- Chairman: Tik Chi-yuen
- Vice-Chairmen: Casper Wong; Timothy Chui;
- Director General: Chan Ka-wai
- Deputy General: Marie Pang
- Founded: 3 January 2016; 10 years ago
- Headquarters: 11/F, Wo Foo Commercial Building, 574 Nathan Road, Yau Ma Tei, Kowloon, Hong Kong
- Membership (2016): ▼68
- Ideology: Liberalism (HK) Centrism (HK)
- Colours: Dark green
- Executive Council: 0 / 33
- Legislative Council: 0 / 90
- District Councils: 0 / 470

Website
- thirdside.org.hk

= Third Side =

Third Side (新思維 (new thinking)) is a political party in Hong Kong which claims to offer a "third road" to democracy, positioned between the pro-democracy camp and the pro-Beijing camp. It is led by Tik Chi-yuen, who was a co-founder and longtime member of the Democratic Party until his expulsion in 2015 for promoting political reforms proposed by the Chinese central government.

==History==
Third Side is led by chairman Tik Chi-yuen, the former vice-chairman of the Democratic Party, and vice-convenor Wong Sing-chi, a former Democrat legislator. Wong was expelled by the Democrats in July 2015 for urging legislators to accept the Beijing-decreed political reform package. Tik subsequently quit in September, citing differences on the pursuit of democracy.

The party's 20-member preparatory committee included former Democrats Chan Ka-wai and Chow Yick-hay, and Centaline Property Agency co-founder Shih Wing-ching, who was also from Path of Democracy, the think tank set up by fellow moderate and former Civic Party legislator Ronny Tong Ka-wah. Others included Hung Fook Tong executive director Ricky Szeto Wing-fu and Shue Yan University associate professor Lee Shu-kam. The party was inaugurated at a 7 January ceremony.

Wong Sing-chi was a candidate in the legislative by-election in early 2016, but lost the race by coming in the fifth place.
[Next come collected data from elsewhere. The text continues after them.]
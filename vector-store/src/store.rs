use std::collections::HashMap;
use std::path::Path;
use std::sync::Arc;

use common::error::AppError;
use common::storage::types::chunk::Chunk;
use common::utils::config::{AppConfig, VectorBackendKind};
use common::utils::embedding::EmbeddingProvider;
use tokio::sync::OnceCell;
use tracing::{debug, info, warn};
use uuid::Uuid;

use crate::embedded::EmbeddedIndex;
use crate::mmr;
use crate::remote::RemoteIndex;
use crate::{SearchHit, VectorEntry, VectorRecord};

/// Relevance/diversity trade-off used by [`SearchMode::Diverse`].
pub const MMR_LAMBDA: f32 = 0.5;

const VECTOR_DB_FILE: &str = "vectors.db";
const DIMENSION_PROBE_TEXT: &str = "dimension probe";

#[derive(Debug, Clone, Copy, PartialEq, Eq, Default)]
pub enum SearchMode {
    /// Plain nearest-neighbor order.
    #[default]
    Similarity,
    /// Maximal marginal relevance over an over-fetched candidate pool.
    Diverse,
}

enum BackendInner {
    Embedded(EmbeddedIndex),
    Remote(RemoteIndex),
}

/// Embedding-aware facade over the configured vector backend. Holds the
/// embedder so callers pass text, not vectors.
pub struct VectorStore {
    embedder: Arc<EmbeddingProvider>,
    backend: BackendInner,
    fetch_k: usize,
    probed_dimension: OnceCell<usize>,
}

impl VectorStore {
    pub async fn from_config(
        config: &AppConfig,
        embedder: Arc<EmbeddingProvider>,
    ) -> Result<Self, AppError> {
        let backend = match config.vector_backend {
            VectorBackendKind::Embedded => {
                tokio::fs::create_dir_all(&config.data_dir).await?;
                let path = Path::new(&config.data_dir).join(VECTOR_DB_FILE);
                info!(path = %path.display(), "opening embedded vector index");
                BackendInner::Embedded(EmbeddedIndex::open(path).await?)
            }
            VectorBackendKind::Remote => {
                info!(index = %config.search_index_name, "connecting to remote search index");
                BackendInner::Remote(RemoteIndex::new(config)?)
            }
        };
        Ok(Self {
            embedder,
            backend,
            fetch_k: config.fetch_k,
            probed_dimension: OnceCell::new(),
        })
    }

    #[cfg(any(test, feature = "test-utils"))]
    pub async fn memory(embedder: Arc<EmbeddingProvider>) -> Result<Self, AppError> {
        Ok(Self {
            embedder,
            backend: BackendInner::Embedded(EmbeddedIndex::open_in_memory().await?),
            fetch_k: AppConfig::default().fetch_k,
            probed_dimension: OnceCell::new(),
        })
    }

    pub fn backend_label(&self) -> &'static str {
        match self.backend {
            BackendInner::Embedded(_) => "embedded",
            BackendInner::Remote(_) => "remote",
        }
    }

    pub fn embedder(&self) -> &Arc<EmbeddingProvider> {
        &self.embedder
    }

    /// Embedding dimension, probed once with a sentinel string. The probe is
    /// authoritative over the configured value since index schemas depend on
    /// the size vectors actually come back with.
    async fn dimension(&self) -> Result<usize, AppError> {
        let dimension = self
            .probed_dimension
            .get_or_try_init(|| async {
                let probe = self.embedder.embed(DIMENSION_PROBE_TEXT).await?;
                if probe.is_empty() {
                    return Err(AppError::BackendOperation(
                        "embedding provider returned an empty probe vector".to_string(),
                    ));
                }
                let configured = self.embedder.dimension();
                if configured != probe.len() {
                    warn!(
                        configured,
                        probed = probe.len(),
                        "embedding dimension differs from configuration, using probed value"
                    );
                }
                Ok::<usize, AppError>(probe.len())
            })
            .await?;
        Ok(*dimension)
    }

    /// Embeds and stores `chunks`, returning the ids they were stored under
    /// in input order. When `ids` is given it must match `chunks` in length;
    /// otherwise fresh UUIDs are generated.
    pub async fn add(
        &self,
        chunks: Vec<Chunk>,
        ids: Option<Vec<String>>,
    ) -> Result<Vec<String>, AppError> {
        if chunks.is_empty() {
            return Ok(Vec::new());
        }
        let ids = match ids {
            Some(ids) => {
                if ids.len() != chunks.len() {
                    return Err(AppError::Validation(format!(
                        "got {} ids for {} chunks",
                        ids.len(),
                        chunks.len()
                    )));
                }
                ids
            }
            None => chunks.iter().map(|_| Uuid::new_v4().to_string()).collect(),
        };

        let dimension = self.dimension().await?;
        let contents: Vec<String> = chunks.iter().map(|chunk| chunk.content.clone()).collect();
        let vectors = self.embedder.embed_batch(contents).await?;
        if vectors.len() != chunks.len() {
            return Err(AppError::BackendOperation(format!(
                "embedding batch returned {} vectors for {} chunks",
                vectors.len(),
                chunks.len()
            )));
        }
        if let Some(vector) = vectors.iter().find(|vector| vector.len() != dimension) {
            return Err(AppError::BackendOperation(format!(
                "embedding of size {} does not match index dimension {dimension}",
                vector.len()
            )));
        }

        let records: Vec<VectorRecord> = ids
            .iter()
            .cloned()
            .zip(chunks.into_iter().zip(vectors))
            .map(|(id, (chunk, vector))| VectorRecord { id, chunk, vector })
            .collect();

        debug!(
            count = records.len(),
            backend = self.backend_label(),
            "storing chunk vectors"
        );
        match &self.backend {
            BackendInner::Embedded(index) => index.add(records).await?,
            BackendInner::Remote(index) => index.add(&records, dimension).await?,
        }
        Ok(ids)
    }

    pub async fn search(
        &self,
        query_text: &str,
        k: usize,
        filter: Option<&HashMap<String, String>>,
    ) -> Result<Vec<SearchHit>, AppError> {
        self.search_with_mode(query_text, k, filter, SearchMode::Similarity)
            .await
    }

    pub async fn search_with_mode(
        &self,
        query_text: &str,
        k: usize,
        filter: Option<&HashMap<String, String>>,
        mode: SearchMode,
    ) -> Result<Vec<SearchHit>, AppError> {
        if k == 0 {
            return Ok(Vec::new());
        }
        let query_vector = self.embedder.embed(query_text).await?;
        let hits = match mode {
            SearchMode::Similarity => {
                let entries = self.backend_search(&query_vector, k, filter).await?;
                entries.into_iter().map(VectorEntry::into_hit).collect()
            }
            SearchMode::Diverse => {
                let pool = self.fetch_k.max(k);
                let candidates = self.backend_search(&query_vector, pool, filter).await?;
                let selected = mmr::select_diverse(&query_vector, candidates, k, MMR_LAMBDA);
                selected.into_iter().map(VectorEntry::into_hit).collect()
            }
        };
        Ok(hits)
    }

    async fn backend_search(
        &self,
        query_vector: &[f32],
        k: usize,
        filter: Option<&HashMap<String, String>>,
    ) -> Result<Vec<VectorEntry>, AppError> {
        match &self.backend {
            BackendInner::Embedded(index) => index.search(query_vector, k, filter).await,
            BackendInner::Remote(index) => index.search(query_vector, k, filter).await,
        }
    }

    pub async fn delete(&self, ids: &[String]) -> Result<(), AppError> {
        match &self.backend {
            BackendInner::Embedded(index) => index.delete(ids).await,
            BackendInner::Remote(index) => index.delete(ids).await,
        }
    }

    pub async fn is_ready(&self) -> bool {
        match &self.backend {
            BackendInner::Embedded(index) => index.is_ready().await,
            BackendInner::Remote(index) => index.is_ready().await,
        }
    }
}

#[cfg(test)]
mod tests {
    use super::*;

    fn hashed_store_embedder() -> Arc<EmbeddingProvider> {
        Arc::new(EmbeddingProvider::new_hashed(512).unwrap())
    }

    fn chunk(document_id: &str, index: usize, content: &str) -> Chunk {
        Chunk::new(document_id, index, content.to_string(), "test.txt".to_string())
    }

    #[tokio::test]
    async fn empty_add_is_a_no_op() {
        let store = VectorStore::memory(hashed_store_embedder()).await.unwrap();
        let ids = store.add(Vec::new(), None).await.unwrap();
        assert!(ids.is_empty());
        assert!(!store.is_ready().await);
    }

    #[tokio::test]
    async fn synthesized_ids_are_uuids_and_retrievable() {
        let store = VectorStore::memory(hashed_store_embedder()).await.unwrap();
        let ids = store
            .add(
                vec![
                    chunk("doc-1", 0, "alpha beta gamma"),
                    chunk("doc-1", 1, "delta epsilon"),
                ],
                None,
            )
            .await
            .unwrap();

        assert_eq!(ids.len(), 2);
        for id in &ids {
            assert!(Uuid::parse_str(id).is_ok());
        }
        assert_ne!(ids.first(), ids.get(1));

        let hits = store.search("alpha beta gamma", 1, None).await.unwrap();
        assert_eq!(hits.len(), 1);
        assert_eq!(
            hits.first().map(|hit| hit.chunk.content.as_str()),
            Some("alpha beta gamma")
        );
    }

    #[tokio::test]
    async fn caller_supplied_ids_are_kept() {
        let store = VectorStore::memory(hashed_store_embedder()).await.unwrap();
        let wanted = vec!["doc-1_chunk_0".to_string()];
        let ids = store
            .add(vec![chunk("doc-1", 0, "alpha")], Some(wanted.clone()))
            .await
            .unwrap();
        assert_eq!(ids, wanted);

        store.delete(&ids).await.unwrap();
        let hits = store.search("alpha", 5, None).await.unwrap();
        assert!(hits.is_empty());
    }

    #[tokio::test]
    async fn mismatched_id_count_is_rejected() {
        let store = VectorStore::memory(hashed_store_embedder()).await.unwrap();
        let result = store
            .add(
                vec![chunk("doc-1", 0, "alpha"), chunk("doc-1", 1, "beta")],
                Some(vec!["only-one".to_string()]),
            )
            .await;
        assert!(matches!(result, Err(AppError::Validation(_))));
        assert!(!store.is_ready().await);
    }

    #[tokio::test]
    async fn searching_an_empty_store_reports_not_initialized() {
        let store = VectorStore::memory(hashed_store_embedder()).await.unwrap();
        let result = store.search("anything", 5, None).await;
        assert!(matches!(result, Err(AppError::NotInitialized(_))));
    }

    #[tokio::test]
    async fn diverse_mode_skips_near_duplicates() {
        let store = VectorStore::memory(hashed_store_embedder()).await.unwrap();
        store
            .add(
                vec![
                    chunk("doc-1", 0, "alpha beta gamma"),
                    chunk("doc-1", 1, "alpha beta gamma"),
                    chunk("doc-2", 0, "delta epsilon zeta eta theta"),
                ],
                None,
            )
            .await
            .unwrap();

        let similar = store
            .search("alpha beta gamma delta", 2, None)
            .await
            .unwrap();
        let similar_contents: Vec<&str> =
            similar.iter().map(|hit| hit.chunk.content.as_str()).collect();
        assert_eq!(
            similar_contents,
            vec!["alpha beta gamma", "alpha beta gamma"]
        );

        let diverse = store
            .search_with_mode("alpha beta gamma delta", 2, None, SearchMode::Diverse)
            .await
            .unwrap();
        let diverse_contents: Vec<&str> =
            diverse.iter().map(|hit| hit.chunk.content.as_str()).collect();
        assert_eq!(
            diverse_contents,
            vec!["alpha beta gamma", "delta epsilon zeta eta theta"]
        );
    }

    #[tokio::test]
    async fn filters_pass_through_to_the_backend() {
        let store = VectorStore::memory(hashed_store_embedder()).await.unwrap();
        store
            .add(
                vec![
                    chunk("doc-1", 0, "alpha beta"),
                    chunk("doc-2", 0, "alpha beta"),
                ],
                None,
            )
            .await
            .unwrap();

        let filter = HashMap::from([("document_id".to_string(), "doc-2".to_string())]);
        let hits = store.search("alpha beta", 10, Some(&filter)).await.unwrap();
        assert_eq!(hits.len(), 1);
        assert_eq!(
            hits.first().map(|hit| hit.chunk.document_id.as_str()),
            Some("doc-2")
        );
    }
}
After the by-election, the party once considered filling candidates in the 2016 legislative election. And yet, on 22 July 2016, ten members of the Third Side quit which included two vice-chairmen Marcus Liu Tim-shing and Ben Kuen Ping-yiu, who were all part of the team that was going to run in the New Territories East constituency. They stated that the party had fallen short of their expectation to forge a new brand of politics perched between the two traditional blocs. The party argued that their departure was due to the party's decision not to field any candidates in New Territories East in the upcoming election. The party failed to win any seat in the election.

On 19 December 2017, Macau denied entry to Third Side member Wong Chun-long for security reasons despite inviting him to attend a conference on Macau's finance and information technology sectors.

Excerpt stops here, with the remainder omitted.